Smalltalk › Squeak › Squeak VM

identityHash bits not incremented for new objects?

_‹ Previous Topic Next Topic _›

Classic

List

Threaded

8 messages Options

Igor Stasenko

identityHash bits not incremented for new objects?

I found that #testBecomeIdentityHash sometimes failing, sometimes not.

It seems like VM 'forgets' to produce different identityHash bits for
two consequently allocated objects,
while test assumes that they are always different.

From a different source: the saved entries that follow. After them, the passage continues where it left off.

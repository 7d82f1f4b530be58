//! Registry trait for self-registering implementations.

/// Base trait for implementation registries.
///
/// Each backend module provides a `Registry` struct implementing this trait,
/// declaring the name it is configured under and its factory function.
pub trait ImplementationRegistry {
	/// The name used in configuration files to reference this implementation,
	/// e.g. `"postgres"` for `[storage.implementations.postgres]`.
	const NAME: &'static str;

	/// The factory function type this implementation provides.
	type Factory;

	/// Get the factory function for this implementation.
	fn factory() -> Self::Factory;
}
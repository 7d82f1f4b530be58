//! Lifecycle management for the order engine.
//!
//! Handles initialization and shutdown procedures, preparing the store
//! before the first request is served.

use super::OrderEngine;
use crate::OrderError;

impl OrderEngine {
	/// Prepares the store (schema migrations) before serving requests.
	pub async fn initialize(&self) -> Result<(), OrderError> {
		tracing::info!("Initializing order engine");
		self.store
			.initialize()
			.await
			.map_err(|e| OrderError::Persistence(e.to_string()))
	}

	/// Performs cleanup operations
	pub async fn shutdown(&self) -> Result<(), OrderError> {
		tracing::info!("Shutting down order engine");
		Ok(())
	}
}
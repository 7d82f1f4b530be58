//! Validation of incoming order requests.

use crate::OrderError;
use order_types::{CreateOrderRequest, NewOrder, NewOrderItem};
use rust_decimal::Decimal;

/// Decimal places kept for prices and totals.
pub const MONEY_SCALE: u32 = 2;

/// Largest total a `NUMERIC(12, 2)` column holds.
pub const MAX_ORDER_TOTAL: Decimal =
	Decimal::from_parts(0xd4a5_0fff, 0xe8, 0, false, MONEY_SCALE);

/// Checks a create request and turns it into a [`NewOrder`] with its total.
///
/// Rejects empty user ids and shipping addresses, orders without items, and
/// items with an empty product id, a quantity below one, a non-positive
/// price or a price with fractions of a cent. Totals above
/// [`MAX_ORDER_TOTAL`] are rejected as well.
pub fn validate_create_request(request: CreateOrderRequest) -> Result<NewOrder, OrderError> {
	if request.user_id.trim().is_empty() {
		return Err(OrderError::Validation("user_id is required".into()));
	}
	if request.shipping_address.trim().is_empty() {
		return Err(OrderError::Validation(
			"shipping_address is required".into(),
		));
	}
	if request.items.is_empty() {
		return Err(OrderError::Validation(
			"order must contain at least one item".into(),
		));
	}

	for (index, item) in request.items.iter().enumerate() {
		validate_item(index, item)?;
	}

	let total_amount = order_total(&request.items)?;
	if total_amount > MAX_ORDER_TOTAL {
		return Err(OrderError::Validation(format!(
			"order total must not exceed {}",
			MAX_ORDER_TOTAL
		)));
	}

	Ok(NewOrder {
		user_id: request.user_id,
		shipping_address: request.shipping_address,
		total_amount,
		items: request.items,
	})
}

fn validate_item(index: usize, item: &NewOrderItem) -> Result<(), OrderError> {
	if item.product_id.trim().is_empty() {
		return Err(OrderError::Validation(format!(
			"items[{}].product_id is required",
			index
		)));
	}
	if item.quantity < 1 {
		return Err(OrderError::Validation(format!(
			"items[{}].quantity must be at least 1",
			index
		)));
	}
	if item.price <= Decimal::ZERO {
		return Err(OrderError::Validation(format!(
			"items[{}].price must be greater than 0",
			index
		)));
	}
	if item.price.normalize().scale() > MONEY_SCALE {
		return Err(OrderError::Validation(format!(
			"items[{}].price must have at most {} decimal places",
			index, MONEY_SCALE
		)));
	}
	Ok(())
}

/// Sums the line totals of all items.
pub fn order_total(items: &[NewOrderItem]) -> Result<Decimal, OrderError> {
	items.iter().try_fold(Decimal::ZERO, |total, item| {
		item.line_total()
			.and_then(|line| total.checked_add(line))
			.ok_or_else(|| OrderError::Validation("order total overflows".into()))
	})
}

#[cfg(test)]
mod tests {
	use super::*;

	fn item(product_id: &str, quantity: i32, price: &str) -> NewOrderItem {
		NewOrderItem {
			product_id: product_id.into(),
			quantity,
			price: price.parse().unwrap(),
		}
	}

	fn request(items: Vec<NewOrderItem>) -> CreateOrderRequest {
		CreateOrderRequest {
			user_id: "user-1".into(),
			shipping_address: "1 Main St".into(),
			items,
		}
	}

	#[test]
	fn test_total_is_exact() {
		let new_order = validate_create_request(request(vec![
			item("a", 2, "10.00"),
			item("b", 1, "5.00"),
		]))
		.unwrap();
		assert_eq!(new_order.total_amount, "25.00".parse::<Decimal>().unwrap());
		assert_eq!(new_order.items.len(), 2);

		// No binary floating point drift
		let total = order_total(&[item("a", 3, "0.10"), item("b", 1, "0.20")]).unwrap();
		assert_eq!(total, "0.50".parse::<Decimal>().unwrap());
	}

	#[test]
	fn test_rejects_empty_items() {
		let err = validate_create_request(request(vec![])).unwrap_err();
		assert!(matches!(err, OrderError::Validation(msg) if msg.contains("at least one item")));
	}

	#[test]
	fn test_rejects_bad_items() {
		for bad in [
			item("", 1, "1.00"),
			item("a", 0, "1.00"),
			item("a", -3, "1.00"),
			item("a", 1, "0"),
			item("a", 1, "-2.50"),
		] {
			let result = validate_create_request(request(vec![item("ok", 1, "1.00"), bad]));
			assert!(
				matches!(result, Err(OrderError::Validation(ref msg)) if msg.starts_with("items[1]")),
				"{result:?}"
			);
		}
	}

	#[test]
	fn test_rejects_sub_cent_prices() {
		for price in ["0.001", "19.999", "0.0000000000000000000000000001"] {
			let result = validate_create_request(request(vec![item("a", 3, price)]));
			assert!(
				matches!(result, Err(OrderError::Validation(ref msg)) if msg.contains("decimal places")),
				"{price}: {result:?}"
			);
		}

		// Trailing zeros are not extra precision
		let new_order = validate_create_request(request(vec![item("a", 3, "1.5000")])).unwrap();
		assert_eq!(new_order.total_amount, "4.50".parse::<Decimal>().unwrap());
	}

	#[test]
	fn test_total_matches_sum_of_lines() {
		let items = vec![item("a", 7, "0.01"), item("b", 3, "33.33"), item("c", 1, "0.99")];
		let new_order = validate_create_request(request(items.clone())).unwrap();
		let lines: Decimal = items.iter().filter_map(NewOrderItem::line_total).sum();
		assert_eq!(new_order.total_amount, lines);
		assert_eq!(new_order.total_amount, "101.05".parse::<Decimal>().unwrap());
	}

	#[test]
	fn test_rejects_total_above_column_range() {
		let at_limit = validate_create_request(request(vec![item("a", 1, "9999999999.99")])).unwrap();
		assert_eq!(at_limit.total_amount, MAX_ORDER_TOTAL);

		let result = validate_create_request(request(vec![
			item("a", 1, "9999999999.99"),
			item("b", 1, "0.01"),
		]));
		assert!(matches!(result, Err(OrderError::Validation(ref msg)) if msg.contains("must not exceed")));

		let result = validate_create_request(request(vec![item("a", i32::MAX, "9999999999.99")]));
		assert!(matches!(result, Err(OrderError::Validation(_))));
	}

	#[test]
	fn test_rejects_missing_user_and_address() {
		let mut req = request(vec![item("a", 1, "1.00")]);
		req.user_id = " ".into();
		assert!(validate_create_request(req).is_err());

		let mut req = request(vec![item("a", 1, "1.00")]);
		req.shipping_address = String::new();
		assert!(validate_create_request(req).is_err());
	}
}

If i insert a statement (see the code), test no longer fails.

testBecomeIdentityHash
"Note. The identity hash of both objects seems to change after the become:"

| a b c d |

a := 'ab' copy.
b := 'cd' copy.

>>> [ b identityHash = a identityHash ] whileTrue: [ b := b copy ].

c := a.
d := b.

a become: b.

self
assert: a identityHash = c identityHash;
assert: b identityHash = d identityHash;
deny: a identityHash = b identityHash.

A simple piece of code reveals the problem:

(1 to: 20) collect: [:i |
'ab' copy basicIdentityHash ] #(954 954 955 955 956 956 957 957 958
958 959 959 960 960 961 961 962 962 963 963)

--
Best regards,
Igor Stasenko AKA sig.

Mariano Martinez Peck

Re: [squeak-dev] identityHash bits not incremented for new objects?

Hi Igor. Does the same test work correctlly in a interpreter VM? because I can see:

ObjectMemory >> newObjectHash
    "Answer a new 16-bit pseudo-random number for use as an identity hash."

    lastHash := 13849 + (27181 * lastHash) bitAnd: 65535.
    ^ lastHash

In which case, it seems that every new hash will be different than the previous one.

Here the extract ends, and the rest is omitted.